Industry playbook

DPDP for SaaS (India): implementation playbook

Audience: founders, product, CS, infra, security questionnaires · Last reviewed: March 2026

B2B SaaS teams sell reliability and scope clarity. Under the Digital Personal Data Protection Act, 2023, buyers also hear who holds whose data, how deletion propagates, and whether marketing analytics matches the privacy story. This page is a monthly-depth playbook you can execute in slices—paired with the compliance checklist and operational workflows.

Win on tenant truth: one written map of admin vs end-user data, subprocessors that touch each, and ticketed deletion paths. Everything else is commentary.

30-day playbook (one “upgrade” pass)

Use this as a recurring cadence—not a one-time project. Adjust owners to your size.

  1. Week 1 — Truth map: Inventory production systems, CRM, support, analytics, and error tools. Tag each with customer tenant vs your own marketing data.
  2. Week 2 — Role clarity: For Indian customers, document who is data fiduciary for which categories (your counsel signs off). Align MSAs and order forms language with reality.
  3. Week 3 — Journeys: Spot-check top three flows: signup, invite, export/delete. Match notice and consent text to what the UI actually does.
  4. Week 4 — Evidence: Tie vendor reviews to tickets; publish or refresh subprocessor transparency; run a tabletop on a DSAR-style request with CS and eng.
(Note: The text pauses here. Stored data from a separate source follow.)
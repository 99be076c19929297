//! Translation between networks/firewalls and security groups
//!
//! A security group is a network seen through its firewalls: the group id
//! and name are the network name, and every (protocol, port range) of every
//! allow-rule becomes one [`IpPermission`]. Source ranges become CIDR blocks
//! and source tags become group ids, in both directions.

use crate::api::resource_name;
use crate::domain::{Firewall, FirewallOptions, FirewallRule, Network};
use cirrus_cloud::{IpPermission, IpProtocol, SecurityGroup};
use rand::Rng;

/// Parse `"22"` or `"1000-2000"` into an inclusive port span
pub fn parse_port_range(spec: &str) -> Option<(i32, i32)> {
    match spec.split_once('-') {
        Some((from, to)) => Some((from.trim().parse().ok()?, to.trim().parse().ok()?)),
        None => {
            let port = spec.trim().parse().ok()?;
            Some((port, port))
        }
    }
}

/// Port list for a firewall rule; empty when the permission has no ports
pub fn render_ports(from_port: i32, to_port: i32) -> Vec<String> {
    if from_port <= 0 {
        Vec::new()
    } else if from_port == to_port {
        vec![from_port.to_string()]
    } else {
        vec![format!("{}-{}", from_port, to_port)]
    }
}

/// One permission per (protocol, port range) of the firewall's rules
pub fn firewall_to_ip_permissions(firewall: &Firewall) -> Vec<IpPermission> {
    let base = |protocol: &str| {
        IpPermission::new(IpProtocol::from_value(protocol))
            .with_cidr_blocks(firewall.source_ranges.iter().cloned())
            .with_group_ids(firewall.source_tags.iter().cloned())
    };

    let mut permissions = Vec::new();
    for rule in &firewall.allowed {
        if rule.ports.is_empty() {
            permissions.push(base(&rule.ip_protocol));
            continue;
        }
        for spec in &rule.ports {
            match parse_port_range(spec) {
                Some((from, to)) => permissions.push(base(&rule.ip_protocol).with_ports(from, to)),
                None => tracing::warn!(
                    "Skipping unparsable port spec '{}' on firewall {}",
                    spec,
                    firewall.name
                ),
            }
        }
    }
    permissions
}

/// Build the security group backed by `network`
///
/// Firewalls attached to other networks are ignored.
pub fn to_security_group(network: &Network, firewalls: &[Firewall]) -> SecurityGroup {
    let permissions = firewalls
        .iter()
        .filter(|fw| resource_name(&fw.network) == network.name)
        .flat_map(firewall_to_ip_permissions);

    SecurityGroup::new(&network.name, &network.name, &network.self_link)
        .with_provider_id(&network.id)
        .with_permissions(permissions)
}

/// Protocol name as Compute Engine spells it
pub fn firewall_protocol(protocol: IpProtocol) -> String {
    match protocol {
        IpProtocol::All => "all".to_string(),
        other => other.value().to_lowercase(),
    }
}

/// Options for the single firewall granting `permission`
pub fn to_firewall_options(
    permission: &IpPermission,
    unique_name: &str,
    network_uri: &str,
) -> FirewallOptions {
    let rule = FirewallRule::new(
        firewall_protocol(permission.protocol),
        render_ports(permission.from_port, permission.to_port),
    );

    let mut options = FirewallOptions::new(unique_name, network_uri).with_allowed_rule(rule);
    if !permission.group_ids.is_empty() {
        options = options.with_source_tags(permission.group_ids.iter().cloned().collect());
    }
    if !permission.cidr_blocks.is_empty() {
        options = options.with_source_ranges(permission.cidr_blocks.iter().cloned().collect());
    }
    options
}

/// `<group>-<3 hex digits>`, unique enough to add several firewalls per group
pub fn unique_name_for_group(group: &str) -> String {
    let suffix: u16 = rand::thread_rng().gen_range(0..0x1000);
    format!("{}-{:03x}", group, suffix)
}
Data lifecycle (typical B2B SaaS)

  1. Acquire: Marketing site, demos, referrals—identifiers land before a paid workspace exists.
  2. Onboard: Tenant creation, SSO, directory sync—duplication into CRM and billing.
  3. Operate: Product telemetry, abuse detection, support attachments—retention often exceeds product intuition.
  4. Offboard: Churn, tenant delete, legal holds—backups and replicas must appear on the same runbook.

Cross-link: Product teams, Engineering, Customer success.

Stack & vendor review grid

Use the grid to score vendors by coupling (read/write scope) and persistence (logs, replay, warehouse)—not by brand popularity.

Example layers (substitute your actual tools)
Layer What to govern DPDP-style review questions
Identity / tenant Auth provider, org membership, invites Who can see end-user emails across tenants? Export of group membership?
Application DB & files Customer content, configs, uploads Deletion: soft vs hard? replicas? per-tenant crypto keys?
Product analytics Event pipelines, warehouses, session tools Are events tied to named users? Can marketing “borrow” product events?
Support & CS Tickets, chat, screen share, QA samples PII in screenshots? retention in third-party helpdesks?
Observability Logs, traces, error trackers Emails/IDs in stack traces? log retention vs privacy promise?

Disclosure: Tool categories are for operational planning only. dpdpact.info does not rank vendors for payment. Any future affiliate links will be labeled and listed on editorial policy.

Failure modes teams underestimate

Illustrative hypothetical (fiction, not a real company or event): “Stackloom Analytics” deletes a user in-app after a workspace dispute, but a weekly CRM sync recreates the contact from a stale export and session replay still shows the user’s work email in a bug clip. The gap is not malice—it is missing deletion choreography across systems. Fix: a single runbook row per datastore and a quarterly drill.